Local Police Station Is Useless!

Published in Investing Strategy on 30 December 2006

You're smart but do you have an investing winner's psychological makeup? Take the test.

"Success in investing doesn't correlate with IQ once you're above the level of 25. Once you have ordinary intelligence, what you need is the temperament to control the urges that get other people into trouble in investing." Warren Buffett

If you were interviewed for the post of investor, would you get the job? The interviewer would surely be looking for someone like a Soros, Buffet or Munger. Some companies use a psychometric test to at least attempt a more objective measure of the interviewee. These tests then ascertain your personality type.

A free online test takes about 10 minutes. Then you can look up your type.
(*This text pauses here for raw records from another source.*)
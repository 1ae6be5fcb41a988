//! Run state machine.
//!
//! One job step moves through
//! `IDLE -> VALIDATING -> LAUNCHING -> RUNNING -> FINALIZING` and ends in
//! `SUCCEEDED`, `FAILED` or `NO_DATA`. Validation and launch failures skip
//! straight to the end state. The tool integration supplies everything
//! tool-specific; this module owns progress, checkpoints, classification
//! and cleanup.

use crate::checkpoint::CheckpointStore;
use crate::collaborators::{Collaborators, StatusPublisher};
use crate::context::JobContext;
use crate::integrations::{InputKind, Integration, StatusSource};
use crate::postprocess::check_artifact;
use crate::runner::{
    ExternalProcessRunner, Invocation, ProcessExit, ProcessHandle, ProcessOutcome, RunnerConfig,
    TickControl,
};
use crate::watch::FileWatcher;
use chrono::Utc;
use harness_core::artifacts;
use harness_core::config::clamp_poll_interval;
use harness_core::events::{CheckpointPayload, EventPayload, RunClosedPayload, RunStartedPayload};
use harness_core::{
    classify, CloseoutCode, CloseoutResult, Config, ConsoleEvent, FailureCategory, FinalizeFacts,
    JobKey, MarkerTable, ParseState, ProcessVerdict, ResumePoint, RunRequest, RunState, RunStatus,
    ToolState,
};
use std::path::{Path, PathBuf};
use std::sync::Arc;
use std::time::{Duration, Instant};
use tokio::runtime::{Handle, RuntimeFlavor};
use tokio_util::sync::CancellationToken;
use tracing::{debug, error, info, warn};

/// Written to the working directory when a run closes.
pub const CLOSEOUT_FILE: &str = "closeout.json";

/// Everything a finished run reports back.
#[derive(Debug, Clone)]
pub struct RunOutcome {
    pub closeout: CloseoutResult,
    pub status: RunStatus,
    /// Every state entered, starting with `Idle`.
    pub transitions: Vec<RunState>,
    pub resumed_from: Option<ResumePoint>,
    pub invocation: Option<Invocation>,
    /// Result files handed to the transfer collaborator.
    pub manifest: Vec<PathBuf>,
    pub marked_safe_to_delete: bool,
}

pub struct RunStateMachine {
    integration: Arc<dyn Integration>,
    collaborators: Collaborators,
    config: Config,
    poll_override: Option<Duration>,
    cancel: CancellationToken,
    status: RunStatus,
    transitions: Vec<RunState>,
}

impl std::fmt::Debug for RunStateMachine {
    fn fmt(&self, f: &mut std::fmt::Formatter<'_>) -> std::fmt::Result {
        f.debug_struct("RunStateMachine")
            .field("tool", &self.integration.name())
            .field("state", &self.status.state)
            .finish_non_exhaustive()
    }
}

struct Launched {
    request: RunRequest,
    runner: ExternalProcessRunner,
    store: CheckpointStore,
    checkpoint_file: Option<PathBuf>,
    resumed_from: Option<ResumePoint>,
    /// Failed units recorded with the restored checkpoint.
    carried_failed: u64,
    invocation: Invocation,
}

#[derive(Default)]
struct Closing {
    manifest: Vec<PathBuf>,
    resumed_from: Option<ResumePoint>,
    invocation: Option<Invocation>,
    marked_safe_to_delete: bool,
}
Do you have an investor temperament?

From your four letter personality type (e.g. ESFJ) look up the temperament by matching two letters from the four:

SJ (Guardian)

NT (Rational)

SP (Artisan)

NF (Idealist)

Investment Strength

Discipline, execution

Creative analysis

Risk seeking

Collaboration, intuition

Investment weakness

Too rigid

Too theoretical

Too reckless

Too Idealistic

Examples

John D. Rockefeller, Bill Clinton, Sam Walton (founded Wal Mart)

Warren Buffett, Charlie Munger, George Soros, Bill Gates

Clint Eastwood, Paul McCartney, Ernest Hemingway, Madonna

Lenin, Trotsky, Abraham Lincoln, Abraham Maslow



Taken from: The Psychology of Money: An Investment Manager's Guide to Beating the Market by Jim Ware

Buffett's right-hand man, Charlie Munger, has said his best quality as an investor is being rational and sure enough both he and Buffett are Rational types. Many equity analysts are Guardians who thrive on detail and process. If you are an Idealist or Artisan then maybe you should buy an index tracker so you have time to overthrow the system or star in a musical western.

Two steps to Mammon

There are two parts to making money with shares. Working out an investing method that makes sense to you is the easy part. Sticking to it is where most fall down. If you are easily swayed by others you will find that the market is the devil and will do its best to tempt or frighten you onto a false path. If you have an inner certainty, the market will be your best friend and will from time to time offer to trade at silly prices, prices to your advantage.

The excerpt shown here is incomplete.